§ ENTRIES SUPPLIED
+---+
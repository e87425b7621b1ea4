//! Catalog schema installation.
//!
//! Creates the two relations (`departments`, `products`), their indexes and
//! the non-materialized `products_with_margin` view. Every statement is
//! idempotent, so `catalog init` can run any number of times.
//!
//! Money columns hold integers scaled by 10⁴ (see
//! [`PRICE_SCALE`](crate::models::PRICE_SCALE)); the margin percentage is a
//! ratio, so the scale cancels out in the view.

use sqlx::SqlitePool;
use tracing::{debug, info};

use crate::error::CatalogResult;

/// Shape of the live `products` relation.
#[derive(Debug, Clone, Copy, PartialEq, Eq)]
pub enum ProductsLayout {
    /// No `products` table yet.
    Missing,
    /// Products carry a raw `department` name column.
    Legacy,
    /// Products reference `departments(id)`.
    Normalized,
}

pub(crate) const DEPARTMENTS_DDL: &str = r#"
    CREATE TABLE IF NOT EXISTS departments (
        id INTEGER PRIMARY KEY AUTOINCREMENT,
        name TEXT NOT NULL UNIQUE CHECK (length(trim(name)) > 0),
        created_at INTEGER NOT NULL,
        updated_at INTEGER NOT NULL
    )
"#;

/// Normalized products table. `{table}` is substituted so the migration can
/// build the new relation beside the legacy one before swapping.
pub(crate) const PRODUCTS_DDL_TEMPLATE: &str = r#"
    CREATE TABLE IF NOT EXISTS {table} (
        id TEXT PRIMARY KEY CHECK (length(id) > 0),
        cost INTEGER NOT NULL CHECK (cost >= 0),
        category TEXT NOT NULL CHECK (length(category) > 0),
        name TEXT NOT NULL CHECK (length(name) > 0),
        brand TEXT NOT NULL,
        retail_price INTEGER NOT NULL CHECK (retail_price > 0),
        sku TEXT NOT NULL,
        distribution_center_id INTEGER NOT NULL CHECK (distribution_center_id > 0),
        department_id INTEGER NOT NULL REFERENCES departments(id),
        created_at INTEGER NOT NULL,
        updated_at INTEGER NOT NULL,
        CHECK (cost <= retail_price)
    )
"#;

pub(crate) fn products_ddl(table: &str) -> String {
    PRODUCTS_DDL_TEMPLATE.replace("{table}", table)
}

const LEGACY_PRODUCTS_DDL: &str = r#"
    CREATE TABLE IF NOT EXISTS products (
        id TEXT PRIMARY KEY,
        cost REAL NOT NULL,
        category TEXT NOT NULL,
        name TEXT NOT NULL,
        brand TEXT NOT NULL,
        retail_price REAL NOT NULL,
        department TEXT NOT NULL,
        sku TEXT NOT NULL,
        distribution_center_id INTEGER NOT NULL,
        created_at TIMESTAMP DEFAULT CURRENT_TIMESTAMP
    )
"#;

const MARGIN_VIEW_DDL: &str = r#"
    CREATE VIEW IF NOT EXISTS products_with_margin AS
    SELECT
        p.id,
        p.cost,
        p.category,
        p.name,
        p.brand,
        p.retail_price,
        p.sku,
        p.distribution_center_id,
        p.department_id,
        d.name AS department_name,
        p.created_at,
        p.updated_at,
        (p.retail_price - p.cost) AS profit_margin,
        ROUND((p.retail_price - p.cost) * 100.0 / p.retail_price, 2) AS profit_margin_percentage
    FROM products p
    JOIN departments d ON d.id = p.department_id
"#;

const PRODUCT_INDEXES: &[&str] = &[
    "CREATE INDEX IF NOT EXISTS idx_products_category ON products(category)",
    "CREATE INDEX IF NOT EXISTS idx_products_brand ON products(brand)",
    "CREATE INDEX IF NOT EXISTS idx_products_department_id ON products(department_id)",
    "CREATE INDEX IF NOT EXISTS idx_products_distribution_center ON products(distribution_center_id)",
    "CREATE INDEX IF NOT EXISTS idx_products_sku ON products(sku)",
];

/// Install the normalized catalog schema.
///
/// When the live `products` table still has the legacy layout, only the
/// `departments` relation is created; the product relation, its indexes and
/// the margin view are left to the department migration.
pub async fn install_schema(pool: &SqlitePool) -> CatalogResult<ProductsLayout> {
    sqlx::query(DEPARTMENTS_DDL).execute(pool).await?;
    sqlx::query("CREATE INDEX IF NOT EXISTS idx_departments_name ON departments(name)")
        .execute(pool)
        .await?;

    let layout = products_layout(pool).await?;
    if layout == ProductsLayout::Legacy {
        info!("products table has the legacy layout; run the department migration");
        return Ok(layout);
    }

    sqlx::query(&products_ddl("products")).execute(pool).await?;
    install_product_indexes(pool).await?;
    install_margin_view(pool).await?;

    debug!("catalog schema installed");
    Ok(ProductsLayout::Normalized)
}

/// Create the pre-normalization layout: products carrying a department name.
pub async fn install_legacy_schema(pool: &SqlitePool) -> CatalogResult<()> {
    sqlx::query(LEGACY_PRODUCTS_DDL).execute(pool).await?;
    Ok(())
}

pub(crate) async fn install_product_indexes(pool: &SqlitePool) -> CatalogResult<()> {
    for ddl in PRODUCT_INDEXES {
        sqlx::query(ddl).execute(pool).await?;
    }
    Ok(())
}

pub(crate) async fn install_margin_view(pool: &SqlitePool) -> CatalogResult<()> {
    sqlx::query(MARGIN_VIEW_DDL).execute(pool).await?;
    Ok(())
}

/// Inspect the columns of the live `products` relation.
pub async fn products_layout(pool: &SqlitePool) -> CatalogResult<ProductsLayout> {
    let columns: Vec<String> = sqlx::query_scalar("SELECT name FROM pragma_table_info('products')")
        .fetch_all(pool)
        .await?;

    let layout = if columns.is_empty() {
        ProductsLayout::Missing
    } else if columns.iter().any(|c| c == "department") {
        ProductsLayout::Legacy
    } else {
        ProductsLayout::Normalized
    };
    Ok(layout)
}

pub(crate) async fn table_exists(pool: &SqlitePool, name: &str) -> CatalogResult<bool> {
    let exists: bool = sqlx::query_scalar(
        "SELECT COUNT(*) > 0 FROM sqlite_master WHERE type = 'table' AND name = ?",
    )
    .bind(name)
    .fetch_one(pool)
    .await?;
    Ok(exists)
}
+---+
§ WORK TO BE COMPLETED
Write out again, exactly, the lines from the start of the entries up to and including the one with "pub(crate) const PRODUCTS_DDL_TEMPLATE: &str". Nothing else belongs in the reply.

§ SOLUTION TO THIS TASK
repository e87425b7621b1ea4
//! Catalog schema installation.
//!
//! Creates the two relations (`departments`, `products`), their indexes and
//! the non-materialized `products_with_margin` view. Every statement is
//! idempotent, so `catalog init` can run any number of times.
//!
//! Money columns hold integers scaled by 10⁴ (see
//! [`PRICE_SCALE`](crate::models::PRICE_SCALE)); the margin percentage is a
//! ratio, so the scale cancels out in the view.

use sqlx::SqlitePool;
use tracing::{debug, info};

use crate::error::CatalogResult;

/// Shape of the live `products` relation.
#[derive(Debug, Clone, Copy, PartialEq, Eq)]
pub enum ProductsLayout {
    /// No `products` table yet.
    Missing,
    /// Products carry a raw `department` name column.
    Legacy,
    /// Products reference `departments(id)`.
    Normalized,
}

pub(crate) const DEPARTMENTS_DDL: &str = r#"
    CREATE TABLE IF NOT EXISTS departments (
        id INTEGER PRIMARY KEY AUTOINCREMENT,
        name TEXT NOT NULL UNIQUE CHECK (length(trim(name)) > 0),
        created_at INTEGER NOT NULL,
        updated_at INTEGER NOT NULL
    )
"#;

/// Normalized products table. `{table}` is substituted so the migration can
/// build the new relation beside the legacy one before swapping.
pub(crate) const PRODUCTS_DDL_TEMPLATE: &str = r#"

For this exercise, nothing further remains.